Here we observe fuel droplets impinging on the upper surface of the intake valve to form a liquid film. As an increasing number of droplets impinge on the valve, the thickness and coverage of the liquid film increases. However, with airflow moving past the valve, we also see the liquid film being stripped away. This stripping phenomenon occurs on the valve surface in the form of wave stripping. It may also occur on sharp corners of the valve edges. Film is stripped away and generates new droplets that are then entrained back into the airflow. That’s a lot of physical processes at play. Modeling all of them in a CFD simulation is key to find cost efficient low emission engine solutions.
Liquid film modeling is here
In recent years, Siemens Digital Industries Software have directly addressed the need for more engine simulation capabilities. By offering fast and simple setup of in-cylinder simulations directly within Simcenter STAR-CCM+ engine simulation has never been easier. With its In-cylinder solution, users can investigate the transient process of the airflow in the cylinder, known as cold flow. This allows them to examine the bulk motion (swirl and tumble), turbulence levels and trapped air mass. By applying some state-of-the-art physics models, they are also able to look at investigating fuel injection (Lagrangian spray). And finally, the solution captures all combustion phenomena (ignition, flame propagation, emissions formation and knock).
To further increase the fidelity of those predictions, with the latest release of Simcenter STAR-CCM+ In-cylinder solution, users will now be able to investigate liquid films from impinging droplets. This modelling adds more realism to simulations. Especially where high fuel loading can result in films forming on ports, valves, liner or piston.
High Fidelity ICE Simulation the quick and easy way
You might think that setting up a detailed in-cylinder simulation with a moving mesh and a multitude of physics models is very laborious and time-consuming. Actually, it only takes a couple of minutes with Simcenter STAR-CCM+ In-cylinder solution. From the import of an engine CAD model, through defining the mesh settings, physics models and boundary conditions, and setting up the post-processing. In fact, the new liquid film feature requires just a single click to automatically set up the film modelling on all the boundaries within the model and apply best practice settings.

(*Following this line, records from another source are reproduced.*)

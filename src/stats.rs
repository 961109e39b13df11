//! Download statistics types.

use std::time::{Duration, Instant};

#[allow(
    clippy::cast_precision_loss,
    clippy::cast_possible_truncation,
    clippy::cast_sign_loss
)]
fn bytes_per_second(bytes: u64, elapsed: Duration) -> u64 {
    let secs = elapsed.as_secs_f64();
    if secs > 0.0 {
        (bytes as f64 / secs) as u64
    } else {
        0
    }
}

/// Statistics for a single file download.
#[derive(Debug, Clone, PartialEq, Eq)]
pub struct FileStats {
    /// Bytes actually received and written.
    pub size: u64,
    /// Time from request to rename.
    pub elapsed: Duration,
    /// Average download speed in bytes per second.
    pub average_speed: u64,
}

/// Statistics for an entire batch of downloads.
#[derive(Debug, Clone, PartialEq, Eq)]
pub struct SessionStats {
    /// Number of files successfully downloaded.
    pub files_downloaded: usize,
    /// Number of URLs that failed.
    pub files_failed: usize,
    /// Total bytes downloaded.
    pub total_bytes: u64,
    /// Total elapsed time for the batch.
    pub elapsed: Duration,
}

impl Default for SessionStats {
    fn default() -> Self {
        Self::new()
    }
}

impl SessionStats {
    /// Creates a new empty session stats.
    #[must_use]
    pub const fn new() -> Self {
        Self {
            files_downloaded: 0,
            files_failed: 0,
            total_bytes: 0,
            elapsed: Duration::ZERO,
        }
    }

    /// Returns the average download speed in bytes per second.
    #[must_use]
    pub fn average_speed(&self) -> u64 {
        bytes_per_second(self.total_bytes, self.elapsed)
    }
}

/// Times a single download from start to finish.
#[derive(Debug)]
pub struct DownloadTimer {
    start_time: Instant,
}

impl Default for DownloadTimer {
    fn default() -> Self {
        Self::start()
    }
}

impl DownloadTimer {
    /// Starts timing now.
    #[must_use]
    pub fn start() -> Self {
        Self {
            start_time: Instant::now(),
        }
    }

    /// Returns the elapsed time since the download started.
    #[must_use]
    pub fn elapsed(&self) -> Duration {
        self.start_time.elapsed()
    }

    /// Produces the final statistics for a download of `size` bytes.
    #[must_use]
    pub fn finish(self, size: u64) -> FileStats {
        let elapsed = self.elapsed();
        FileStats {
            size,
            elapsed,
            average_speed: bytes_per_second(size, elapsed),
        }
    }
}

/// Builder for accumulating session statistics during a batch.
#[derive(Debug)]
pub struct SessionStatsBuilder {
    files_downloaded: usize,
    files_failed: usize,
    total_bytes: u64,
    start_time: Instant,
}

impl Default for SessionStatsBuilder {
    fn default() -> Self {
        Self::new()
    }
}

impl SessionStatsBuilder {
    /// Creates a new session stats builder.
    #[must_use]
    pub fn new() -> Self {
        Self {
            files_downloaded: 0,
            files_failed: 0,
            total_bytes: 0,
            start_time: Instant::now(),
        }
    }

    /// Records a completed file download.
    pub const fn add_download(&mut self, file_stats: &FileStats) {
        self.files_downloaded += 1;
        self.total_bytes += file_stats.size;
    }

    /// Records a failed URL.
    pub const fn add_failure(&mut self) {
        self.files_failed += 1;
    }

    /// Builds the final session statistics.
    #[must_use]
    pub fn build(self) -> SessionStats {
        SessionStats {
            files_downloaded: self.files_downloaded,
            files_failed: self.files_failed,
            total_bytes: self.total_bytes,
            elapsed: self.start_time.elapsed(),
        }
    }
}

#[cfg(test)]
mod tests {
    use super::*;

    #[test]
    fn session_stats_default() {
        let stats = SessionStats::default();
        assert_eq!(stats.files_downloaded, 0);
        assert_eq!(stats.files_failed, 0);
        assert_eq!(stats.total_bytes, 0);
    }

    #[test]
    fn session_stats_average_speed_zero_elapsed() {
        let stats = SessionStats {
            files_downloaded: 1,
            files_failed: 0,
            total_bytes: 1000,
            elapsed: Duration::ZERO,
        };
        assert_eq!(stats.average_speed(), 0);
    }

    #[test]
    fn session_stats_average_speed() {
        let stats = SessionStats {
            files_downloaded: 1,
            files_failed: 0,
            total_bytes: 1000,
            elapsed: Duration::from_secs(2),
        };
        assert_eq!(stats.average_speed(), 500);
    }

    #[test]
    fn timer_reports_size() {
        let timer = DownloadTimer::start();
        std::thread::sleep(Duration::from_millis(2));
        let stats = timer.finish(4096);
        assert_eq!(stats.size, 4096);
        assert!(stats.elapsed >= Duration::from_millis(2));
    }

    #[test]
    fn session_stats_builder() {
        let mut builder = SessionStatsBuilder::new();
        let file_stats = FileStats {
            size: 500,
            elapsed: Duration::from_secs(1),
            average_speed: 500,
        };
        builder.add_download(&file_stats);
        builder.add_download(&file_stats);
        builder.add_failure();

        let stats = builder.build();
        assert_eq!(stats.files_downloaded, 2);
        assert_eq!(stats.files_failed, 1);
        assert_eq!(stats.total_bytes, 1000);
    }
}
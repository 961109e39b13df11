//! Destination path derivation from download URLs.

use std::path::{Path, PathBuf};

use crate::error::{Error, Result};

/// Returns everything after the last `/` in `url`.
///
/// Returns an empty string when `url` has no `/` or ends with one. No
/// percent-decoding or query stripping is performed.
#[must_use]
pub fn destination_name(url: &str) -> &str {
    url.rfind('/').map_or("", |pos| &url[pos + 1..])
}

/// Resolves the local path a URL downloads to inside `dir`.
///
/// # Errors
///
/// Returns [`Error::InvalidDestination`] if no file name can be derived.
pub fn destination_path(dir: &Path, url: &str) -> Result<PathBuf> {
    let name = destination_name(url);
    if name.is_empty() {
        return Err(Error::InvalidDestination {
            url: url.to_string(),
        });
    }
    Ok(dir.join(name))
}

/// Returns the `.tmp` staging path for a final destination path.
#[must_use]
pub fn staging_path(path: &Path) -> PathBuf {
    let mut staged = path.as_os_str().to_owned();
    staged.push(".tmp");
    PathBuf::from(staged)
}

By enabling quick and easy setup of a problem, it leaves the analyst with more time to spend on “engineering” the solution rather than setting up the problem with lots of mouse miles and button clicks.

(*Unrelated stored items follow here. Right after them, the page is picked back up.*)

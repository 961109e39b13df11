//! Core fetch logic: one URL to one file, staged through a `.tmp` sibling.

use std::io::{self, Write};
use std::path::Path;

use futures::TryStreamExt;
use reqwest::header::CONTENT_LENGTH;
use tokio::io::AsyncWriteExt;
use tokio_util::io::StreamReader;

use crate::config::FetchConfig;
use crate::error::{Error, Result};
use crate::format::DisplayTotal;
use crate::fs::{FileSystem, TokioFileSystem};
use crate::progress::{ProgressCounter, ProgressWriter};
use crate::stats::{DownloadTimer, FileStats, SessionStats, SessionStatsBuilder};
use crate::url::{destination_name, destination_path, staging_path};

/// Result of fetching one URL in a batch.
#[derive(Debug)]
pub struct FetchOutcome {
    /// The URL that was fetched.
    pub url: String,
    /// Statistics on success, the failure otherwise.
    pub result: Result<FileStats>,
}

/// Per-URL outcomes and aggregate statistics for a batch.
#[derive(Debug)]
pub struct BatchReport {
    /// One outcome per processed URL, in input order.
    pub outcomes: Vec<FetchOutcome>,
    /// Aggregate statistics.
    pub stats: SessionStats,
}

impl BatchReport {
    /// Returns the number of URLs that failed.
    #[must_use]
    pub fn failures(&self) -> usize {
        self.outcomes.iter().filter(|o| o.result.is_err()).count()
    }

    /// Returns true if every URL was downloaded.
    #[must_use]
    pub fn is_success(&self) -> bool {
        self.failures() == 0
    }
}

/// Downloads URLs to disk one at a time with a live progress line.
pub struct Fetcher<F: FileSystem = TokioFileSystem> {
    client: reqwest::Client,
    config: FetchConfig,
    fs: F,
}

impl Fetcher<TokioFileSystem> {
    /// Creates a new fetcher with the default file system.
    #[must_use]
    pub const fn new(client: reqwest::Client, config: FetchConfig) -> Self {
        Self {
            client,
            config,
            fs: TokioFileSystem,
        }
    }
}

impl<F: FileSystem> Fetcher<F> {
    /// Creates a new fetcher with a custom file system implementation.
    #[must_use]
    pub const fn with_fs(client: reqwest::Client, config: FetchConfig, fs: F) -> Self {
        Self { client, config, fs }
    }

    /// Returns a reference to the underlying HTTP client.
    #[must_use]
    pub const fn client(&self) -> &reqwest::Client {
        &self.client
    }

    /// Returns a reference to the fetch configuration.
    #[must_use]
    pub const fn config(&self) -> &FetchConfig {
        &self.config
    }

    /// Downloads `url` to `destination`, drawing progress on stdout.
    ///
    /// # Errors
    ///
    /// See [`fetch_with_output`](Self::fetch_with_output).
    pub async fn fetch(&self, destination: &Path, url: &str) -> Result<FileStats> {
        self.fetch_with_output(destination, url, io::stdout()).await
    }

    /// Downloads `url` to `destination`, drawing progress on `out`.
    ///
    /// The body is written to `{destination}.tmp` and renamed into place only
    /// after the whole response has been received. On any failure
    /// `destination` is left untouched and the `.tmp` file stays behind.
    /// `Content-Length` only feeds the progress display.
    ///
    /// # Errors
    ///
    /// Returns an error if the staging file cannot be created, the request
    /// fails or returns a non-success status, the transfer breaks off, or
    /// the final rename fails.
    pub async fn fetch_with_output<O>(
        &self,
        destination: &Path,
        url: &str,
        out: O,
    ) -> Result<FileStats>
    where
        O: Write + Unpin,
    {
        let staging = staging_path(destination);

        log::debug!("Creating {}", staging.display());
        let file = self
            .fs
            .create_file(&staging)
            .await
            .map_err(|source| Error::CreateFile {
                path: staging.clone(),
                source,
            })?;
        let timer = DownloadTimer::start();

        log::debug!("Requesting {url}");
        let response = self.client.get(url).send().await?.error_for_status()?;

        let header = response
            .headers()
            .get(CONTENT_LENGTH)
            .and_then(|v| v.to_str().ok());
        let total = DisplayTotal::from_header(header);
        if total == DisplayTotal::Unknown {
            log::warn!("{url} sent no usable Content-Length, total shown as unknown");
        }

        let mut body = StreamReader::new(Box::pin(
            response.bytes_stream().map_err(io::Error::other),
        ));
        let mut writer = ProgressWriter::new(file, ProgressCounter::new(total, out));

        let copied = match tokio::io::copy(&mut body, &mut writer).await {
            Ok(_) => writer.flush().await,
            Err(e) => {
                // Let accepted bytes land so the `.tmp` file matches the count.
                let _ = writer.flush().await;
                Err(e)
            }
        };
        let (file, counter) = writer.into_parts();
        // Closed before the rename; an open handle can block it on some platforms.
        drop(file);
        let received = counter.finish();
        copied.map_err(|source| Error::Copy {
            path: staging.clone(),
            source,
        })?;

        log::debug!(
            "Received {received} bytes, renaming {} into place",
            staging.display()
        );
        self.fs
            .rename_file(&staging, destination)
            .await
            .map_err(|source| Error::Rename {
                from: staging.clone(),
                to: destination.to_path_buf(),
                source,
            })?;

        Ok(timer.finish(received))
    }

    /// Downloads every URL into the configured directory, strictly in order.
    ///
    /// The download directory is created if absent. By default the first
    /// failure stops the batch and is returned; with
    /// [`FetchConfig::keep_going`] each failure is recorded in the report
    /// and the remaining URLs are still fetched.
    ///
    /// # Errors
    ///
    /// Returns an error if the download directory cannot be created, or the
    /// first download error when `keep_going` is off.
    pub async fn fetch_all(&self, urls: &[String]) -> Result<BatchReport> {
        let dir = &self.config.download_dir;
        if !self.fs.file_exists(dir).await {
            log::debug!("Creating download directory {}", dir.display());
            self.fs
                .create_dir_all(dir)
                .await
                .map_err(|source| Error::CreateDir {
                    path: dir.clone(),
                    source,
                })?;
        }

        let mut builder = SessionStatsBuilder::new();
        let mut outcomes = Vec::with_capacity(urls.len());

        for url in urls {
            match self.fetch_into_dir(url).await {
                Ok(stats) => {
                    builder.add_download(&stats);
                    outcomes.push(FetchOutcome {
                        url: url.clone(),
                        result: Ok(stats),
                    });
                }
                Err(e) if self.config.keep_going => {
                    log::error!("Download of {url} failed: {e}");
                    builder.add_failure();
                    outcomes.push(FetchOutcome {
                        url: url.clone(),
                        result: Err(e),
                    });
                }
                Err(e) => return Err(e),
            }
        }

        Ok(BatchReport {
            outcomes,
            stats: builder.build(),
        })
    }

    async fn fetch_into_dir(&self, url: &str) -> Result<FileStats> {
        let destination = destination_path(&self.config.download_dir, url)?;
        println!("Started downloading {url}");
        let stats = self.fetch(&destination, url).await?;
        println!("{}", finished_banner(url));
        Ok(stats)
    }
}

fn finished_banner(url: &str) -> String {
    format!("Finished downloading {}", destination_name(url))
}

Everything under one single hood
Ever considered to drive a car where the engine parts are spread across numerous hoods? I guessed so.

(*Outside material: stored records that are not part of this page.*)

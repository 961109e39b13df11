//! Error types for the tee-dl library.

use std::path::PathBuf;

use thiserror::Error;

/// Errors that can occur while fetching files.
#[derive(Error, Debug)]
pub enum Error {
    /// The URL has no usable final path segment to name the file after.
    #[error("Cannot derive a file name from URL: {url}")]
    InvalidDestination {
        /// The offending URL.
        url: String,
    },

    /// The download directory could not be created.
    #[error("Failed to create directory {}: {source}", path.display())]
    CreateDir {
        /// Directory that could not be created.
        path: PathBuf,
        /// Underlying I/O error.
        source: std::io::Error,
    },

    /// The staging file could not be created.
    #[error("Failed to create {}: {source}", path.display())]
    CreateFile {
        /// Path of the staging file.
        path: PathBuf,
        /// Underlying I/O error.
        source: std::io::Error,
    },

    /// Reading the response body or writing it to disk failed mid-transfer.
    #[error("Transfer into {} failed: {source}", path.display())]
    Copy {
        /// Path of the staging file being written.
        path: PathBuf,
        /// Underlying I/O error.
        source: std::io::Error,
    },

    /// The finished staging file could not be moved into place.
    #[error("Failed to rename {} to {}: {source}", from.display(), to.display())]
    Rename {
        /// Staging file path.
        from: PathBuf,
        /// Final destination path.
        to: PathBuf,
        /// Underlying I/O error.
        source: std::io::Error,
    },

    /// HTTP request error (DNS, connect, non-2xx status).
    #[error("HTTP error: {0}")]
    Http(#[from] reqwest::Error),

    /// Configuration file could not be parsed.
    #[error("Invalid configuration: {0}")]
    Config(String),

    /// Other I/O error.
    #[error("I/O error: {0}")]
    Io(#[from] std::io::Error),

    /// One or more downloads in a keep-going batch failed.
    #[error("{failed} of {total} download(s) failed")]
    BatchFailed {
        /// Number of failed downloads.
        failed: usize,
        /// Number of URLs in the batch.
        total: usize,
    },
}

/// A specialized `Result` type for tee-dl operations.
pub type Result<T> = std::result::Result<T, Error>;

With the power of the Simcenter STAR-CCM+ and Design Manager, users can leverage the automation capabilities, scalability, and flexibility of one single platform. This allows to easily and quickly execute design studies in order to optimize their engines for the next generation. Additionally, since In-cylinder solution automatically creates a parametric model, you’re only a few mouse clicks away from easily sweeping multiple parameters. This could be the start of injection, fuel flow rate, spark timing and intake and exhaust valve timing in order to investigate and minimize the formation of liquid films and harmful emissions. All this in one single simulation environment.
The tools to shape the future of ICE
So, as we look forward to a post COVID-19 world, and a rescheduled 2020 Summer Olympics, it appears that the internal combustion engine will continue to form a significant part of global mobility solutions for some years to come. Many challenges lie ahead for the internal combustion engine, and one of the biggest is to ensure that future engines meet stricter emissions regulations so that we benefit from cleaner air in our cities. Simulation can provide solutions and drive the innovation required to develop these future engines, and Siemens Digital Industries Software is giving you the tools to shape that future!